ZEHIRLERIN KADINI GIULIA TOFANA
Giulia Tofana, 17. yüzyılda eşleri veya babaları tarafından şiddet gören kadınların, bu erkeklerden “Aqua Tofana” adlı zehirle kurtulmalarını sağlamakla tanındı. Kadınları çeşitli taktiklerle eğitip “kusursuz cinayet koçluğu” yaptı.
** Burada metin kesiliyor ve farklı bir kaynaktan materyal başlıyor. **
use std::error::Error;
use std::fmt;
use std::fmt::{Display, Formatter};

#[derive(Debug)]
pub enum LibraryError {
    Database {
        message: String,
        reason_code: Option<String>,
        retryable: bool,
    },
    Validation {
        message: String,
        reason_code: Option<String>,
    },
    Serialization {
        message: String,
    },
    Runtime {
        message: String,
        reason_code: Option<String>,
    },
}

impl LibraryError {
    pub fn database(message: &str, reason_code: Option<String>, retryable: bool) -> LibraryError {
        LibraryError::Database { message: message.to_string(), reason_code, retryable }
    }

    pub fn validation(message: &str, reason_code: Option<String>) -> LibraryError {
        LibraryError::Validation { message: message.to_string(), reason_code }
    }

    pub fn serialization(message: &str) -> LibraryError {
        LibraryError::Serialization { message: message.to_string() }
    }

    pub fn runtime(message: &str, reason_code: Option<String>) -> LibraryError {
        LibraryError::Runtime { message: message.to_string(), reason_code }
    }

    pub fn retryable(&self) -> bool {
        match self {
            LibraryError::Database { retryable, .. } => { *retryable }
            LibraryError::Validation { .. } => { false }
            LibraryError::Serialization { .. } => { false }
            LibraryError::Runtime { .. } => { false }
        }
    }
}

impl From<std::io::Error> for LibraryError {
    fn from(err: std::io::Error) -> Self {
        LibraryError::runtime(
            format!("io {:?}", err).as_str(), None)
    }
}

impl From<serde_json::Error> for LibraryError {
    fn from(err: serde_json::Error) -> Self {
        LibraryError::serialization(
            format!("serde json parsing {:?}", err).as_str())
    }
}

impl Display for LibraryError {
    fn fmt(&self, f: &mut Formatter<'_>) -> fmt::Result {
        match self {
            LibraryError::Database { message, reason_code, retryable } => {
                write!(f, "{} {:?} {}", message, reason_code, retryable)
            }
            LibraryError::Validation { message, reason_code } => {
                write!(f, "{} {:?}", message, reason_code)
            }
            LibraryError::Serialization { message } => {
                write!(f, "{}", message)
            }
            LibraryError::Runtime { message, reason_code } => {
                write!(f, "{} {:?}", message, reason_code)
            }
        }
    }
}

impl Error for LibraryError {}

/// A specialized Result type for catalog and repository operations.
pub type LibraryResult<T> = Result<T, LibraryError>;
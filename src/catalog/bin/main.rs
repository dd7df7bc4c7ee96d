use std::error::Error;
use std::path::Path;
use std::sync::Arc;
use lms_catalog::catalog::controller::ConsoleController;
use lms_catalog::catalog::domain::CatalogService;
use lms_catalog::catalog::factory;
use lms_catalog::core::domain::Configuration;
use lms_catalog::utils::logs::setup_tracing;

#[tokio::main]
async fn main() -> Result<(), Box<dyn Error>> {
    setup_tracing();

    // optional first argument: path to a json configuration file
    let config = match std::env::args().nth(1) {
        Some(path) => Configuration::load(Path::new(path.as_str()))?,
        None => Configuration::new("main"),
    };
    tracing::info!(branch = %config.branch_id, notifier = ?config.notifier, "starting catalog");

    let svc: Arc<dyn CatalogService> = Arc::from(factory::create_catalog_service(&config));
    println!("Library Management System Initialized.");

    let stdin = std::io::stdin();
    let mut controller = ConsoleController::new(&config, svc, stdin.lock(), std::io::stdout());
    controller.run().await?;
    Ok(())
}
Zehir, tarih boyunca kadınların gizli bilgisi ve aracı olmuş, bugün eczacılığa adını veren Farmakon yani şifalı otlar pek çok kadın tarafından kullanılıp hayat kurtarmış veya can almıştır. Batı edebiyatının ilk temel eserleri sayabileceğimiz Homeros’un mitoslarında bu ağulu ve efsunlu kadınlarla ilk kez tanışırız. Circe, çeşitli pharmaka’yı (otları) peynir, arpa, bal ve şarap karışımına ekleyip Odysseus’un mürettebatını domuza dönüştürür. Medea zehirleriyle korur ve kurtarır, ta ki ihanete uğrayana kadar. Latincede “incantor” kelimesinden gelen enhantress ya da büyücünün “otlar konusunda hünerli” anlamından türemesi tesadüfi değildir. Kadınlar avcı toplayıcı varoluştan yerleşik yaşama geçince güçlerini kaybetmişler, evlere hapsedilip eğitim, mülk ve daha nice haklarından mahrum edilmişler; ama bir şeyi kaybetmemişler: Doğa ile ilişkilerini. Zehir de burada devreye girer. Kimi yöneticiler onları cadı olarak yaftalayıp yakana kadar şifacı olarak görev yaptılar. Kimi de zehirler terkip edip rakiplerini ya da düşmanlarını ortadan kaldırmıştır. Ne kadar doğrudur hiç bilemeyeceğiz ama Genç Agrippina, Lucrezia Borgia, Catherina de Medici ve Frances Howard gibi tarihi kişiliklerin zehir kullanarak istediklerini elde ettiği yazılmıştır. Zehir sabırlı katillerin kalemidir. Pek çok kadın kusursuz cinayetin yolunu zehirle döşemiştir. Zira zehir küçük dozlarda verildiği için cinayetler doğal ölümle karıştırılır, çoğunlukla şüphe dahi çekmez. Bugün o kadınlardan birinin hayatını keşfedeceğiz. Gri bir alana giriyoruz; çünkü o, kimine göre ilk seri katillerden, kimine göreyse ezilen kadınları koruyan ilk feministlerden biri olarak anılır.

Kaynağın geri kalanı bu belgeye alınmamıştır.